“Sexy Bill Clinton!” he says, grinning, like he’s certain he got it. “The cigar is a total —”
“No,” I shout.
I knew I should have gotten a beard, because no one has any idea who I am, but I really didn’t want to wear a beard. It seems like a huge pain in the ass.
“Well, whatever you are, you’re totally sexy,” he shouts. “It’s a good costume.”
“Thank you,” I shout back.
I’m supposed to be making out with Josh. Well, not with Josh specifically, but the idea of tonight was that I would make out with someone and it would scratch my itch and I would stop thinking about Caleb and thus be freed to find a more suitable match.
It’s not working. This is the same story as always: some guy talks to me. I get intensely uncomfortable. He flirts. I try to imagine making out with him, and it weirds me out so much that I make some excuse and leave.
I don’t know what my problem is. It seems like everyone else I know has no problem doing this kind of thing, why do I?
“Guess what I am,” he shouts.
I take another step back and regard his outfit: basketball shorts, flip flops, and a tank top. It’s not really seasonally appropriate, but other than that, he looks like one of the several thousand guys on campus who wear that every day.
“An off-duty lifeguard,” I guess.
Josh looks mildly puzzled and drinks some more.
“Nah, man,” he says.
“A surfer on the weekend,” I try again, and now he laughs.
“I’m a Rho Gamma Delta!” he shouts, holding his drink way up, like it’s a torch. “Haha! Get it! They’re always wearing shorts and flip flops and shit, it’s like they don’t even own real shoes.”
“That’s really good,” I lie. “Super funny.”
I try smiling at him. Is this how you flirt? You tell a guy he’s funny and smile at him?
“Thanks,” he says. “Me and a couple of my buddies are gonna go over there in a little while, they’re having their own party and man, are they gonna be…”
He keeps talking, but I stop listening to stare at his mouth as his lips move.
Can I make out with him? I just have to put my face right there and then get my lips against his…
To be clear, there’s nothing wrong with Josh. He’s nice looking. Good face. Athletic body. My own age. Not my professor.
And yet, the idea of putting my face on his and making out makes me feel like there are worms crawling over my skin.
I don’t want to. Even though, in the abstract, I really do want to accomplish my stated goals for tonight, I just don’t want to make out with this guy.
“That’ll be great,” I say when he’s finished with his plans for pranking another frat, or… something. “Super funny. Hey, I gotta go get a refill, cool talking to you!”
I don’t even wait for a response before I flee.
Like all the frats on campus, Kappa Chi Kappa is in an old house, and I duck around a staircase decorated with fake cobwebs and giant (fake) spiders, then through a hallway hung with skeletons and then past the party room, music pumping out.
I scan it quickly, but I don’t see anyone I know in the writhing mass of bodies, so I skip it.
The kitchen. Another hallway. A room that’s just filled with Christmas lights and people making out on beanbag chairs.

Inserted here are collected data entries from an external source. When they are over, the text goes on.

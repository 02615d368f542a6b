use serde::{Deserialize, Serialize};
use std::path::Path;

use crate::config::RailConfig;
use crate::constants::{DEFAULT_PAWN_CLASS_PATH, DEFAULT_SCENE};
use crate::course::CourseConfig;
use crate::error::{RailError, RailResult};

#[derive(Debug, Clone, PartialEq, Serialize, Deserialize)]
#[serde(default)]
pub struct EngineConfig {
    pub scene_name: String,
    pub tick_rate: u32,
    pub pawn_class: String,
    pub rail: RailConfig,
    pub course: CourseConfig,
}

impl Default for EngineConfig {
    fn default() -> Self {
        Self {
            scene_name: DEFAULT_SCENE.into(),
            tick_rate: 60,
            pawn_class: DEFAULT_PAWN_CLASS_PATH.into(),
            rail: RailConfig::default(),
            course: CourseConfig::default(),
        }
    }
}

impl EngineConfig {
    /// Fixed frame time for the configured tick rate
    pub fn frame_time(&self) -> f32 {
        1.0 / self.tick_rate.max(1) as f32
    }

    /// Rail tuning and course layout must both be usable
    pub fn validate(&self) -> RailResult<()> {
        self.rail.validate()?;
        self.course.validate()
    }

    pub fn from_json(json: &str) -> RailResult<Self> {
        let config: Self = serde_json::from_str(json)?;
        config.validate()?;
        Ok(config)
    }

    pub fn load(path: impl AsRef<Path>) -> RailResult<Self> {
        let path = path.as_ref();
        let text = std::fs::read_to_string(path).map_err(|source| RailError::Io {
            path: path.to_path_buf(),
            source,
        })?;
        let config: Self = match path.extension().and_then(|e| e.to_str()) {
            Some("json") => serde_json::from_str(&text)?,
            Some("ron") => ron::from_str(&text)?,
            _ => return Err(RailError::UnsupportedFormat(path.to_path_buf())),
        };
        config.validate()?;
        Ok(config)
    }
}
//! Headless rail demo: runs a scripted session through the Bevy plugin.
//!
//! Usage: rail-demo [engine.json|engine.ron] [--frames N] [--watch rail.json]

use anyhow::{bail, Context, Result};
use bevy::prelude::*;
use std::time::Duration;

use rail_core::engine::{EngineConfig, EngineResource, RailInputEvent, RailShooterPlugin};
use rail_core::hotreload::{ConfigWatcher, HotReloadState, HotReloadStatus};
use rail_core::input::InputEvent;
use rail_core::logging::LoggingPlugin;

#[derive(Debug, Default)]
struct DemoArgs {
    config: Option<String>,
    frames: Option<u32>,
    watch: Option<String>,
}

fn parse_args() -> Result<DemoArgs> {
    let mut args = DemoArgs::default();
    let mut iter = std::env::args().skip(1);
    while let Some(arg) = iter.next() {
        match arg.as_str() {
            "--frames" => {
                let n = iter.next().context("--frames needs a value")?;
                args.frames = Some(n.parse().with_context(|| format!("bad frame count {n:?}"))?);
            }
            "--watch" => args.watch = Some(iter.next().context("--watch needs a path")?),
            other if other.starts_with("--") => bail!("unknown flag {other}"),
            path => args.config = Some(path.to_string()),
        }
    }
    Ok(args)
}

/// Scripted input for frame `n`
fn scripted_input(frame: u32, tick_rate: u32) -> Option<InputEvent> {
    let second = tick_rate.max(1);
    match frame {
        f if f == second => Some(InputEvent::MoveLane(1.0)),
        f if f == 3 * second => Some(InputEvent::MoveLane(-1.0)),
        f if f == 4 * second => Some(InputEvent::MoveLane(-1.0)),
        f if f == 6 * second => Some(InputEvent::Look(Vec2::new(0.0, -2.0))),
        f if f % (second / 2).max(1) == 0 => Some(InputEvent::Fire),
        _ => None,
    }
}

fn main() -> Result<()> {
    let args = parse_args()?;
    let config = match &args.config {
        Some(path) => EngineConfig::load(path).with_context(|| format!("loading {path}"))?,
        None => EngineConfig::default(),
    };
    let tick_rate = config.tick_rate;
    let frame = Duration::from_secs_f32(config.frame_time());
    // Default: long enough to run off the end of the course once
    let frames = args.frames.unwrap_or_else(|| {
        let seconds = config.course.floor_length / config.rail.run_speed + 5.0;
        (seconds * tick_rate as f32) as u32
    });

    let mut app = App::new();
    app.init_resource::<Time>()
        .add_plugins(LoggingPlugin)
        .add_plugins(RailShooterPlugin { config });

    if let Some(path) = &args.watch {
        let watcher = ConfigWatcher::watch(path).with_context(|| format!("watching {path}"))?;
        app.insert_resource(watcher);
    }

    for n in 1..=frames {
        if let Some(event) = scripted_input(n, tick_rate) {
            app.world_mut().send_event(RailInputEvent(event));
        }
        app.world_mut().resource_mut::<Time>().advance_by(frame);
        app.update();
    }

    let Some(engine) = app.world().get_resource::<EngineResource>() else {
        bail!("rail engine failed to start");
    };
    let snapshot = serde_json::to_string_pretty(&engine.0.snapshot())?;
    if let Some(state) = app.world().get_resource::<HotReloadState>() {
        let status = HotReloadStatus::from_state(app.world().get_resource::<ConfigWatcher>(), state);
        info!("Hot-reload status: {}", serde_json::to_string(&status)?);
    }
    info!("Demo finished after {frames} frames");
    println!("{snapshot}");
    Ok(())
}
// SPDX-License-Identifier: AGPL-3.0-or-later
//
// Copyright (C) 2026 Relational Network

//! # Auth0 Management API
//!
//! Client registration against the Auth0 Management API:
//!
//! - [`ManagementTokenProvider`] exchanges the registration client's
//!   credentials for a management token, once per outbound call.
//! - [`Auth0Accessor`] creates, grants, renames and deletes clients, and reads
//!   users and connections.

mod accessor;
mod error;
mod management;
mod types;

pub use accessor::Auth0Accessor;
pub use error::Auth0Error;
pub use management::ManagementTokenProvider;
pub use types::{
    Auth0Client, Auth0Connection, Auth0ManagementConfig, Auth0UserInformation, ClientGrant,
    ClientRegistrationDetails, ManagementToken,
};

Then, finally, in a room that I think is some kind of closed-in porch, I find Harper and Victoria.
“Heyyyyy!” they chorus when they see me.
“Heyyy,” I say, flopping on the couch next to them.
I choose not to think about the things a frat house couch has probably seen.
“How’s the mission going?” Victoria asks.
“The mission is stupid,” I say.
“So, bad?” Harper asks, taking a sip of her beer. I think they’re both slightly drunker than me, but it’s Halloween. Everyone should be drunk. That’s the point of Halloween in college.
“I tried,” I say, leaning my head against the back of the couch. My extremely-short-cutoff-shorts are giving me an intense wedgie right now, but I don’t care quite enough to fix it. “I just… don’t wanna.”
“Then don’t,” Victoria says. “If you make out with someone just to make out with someone, you’ll only wind up feeling bad about that.”
“It’s okay to only make out with people you actually want to make out with,” Harper joins in.
“I know,” I say. “I just wish I wanted to make out with more people.”
“Do you?” Victoria asks.
“More beer would fix that,” Harper offers.
“I don’t want more beer either,” I say.
“Then I don’t know how to help you,” she says, finishing her own off.
“Where’s Margaret?” I ask, even though I probably know the answer.
“One of her harem boys is in this frat,” Victoria says. “They’re probably upstairs.”
Margaret is — in her own words — a slut, which she defines as “a woman who likes sex and isn’t shy about it.” At any given time, she has several friends-with-benefits relationships going on, all of which seem pleasurable and safe and consensual and am I jealous?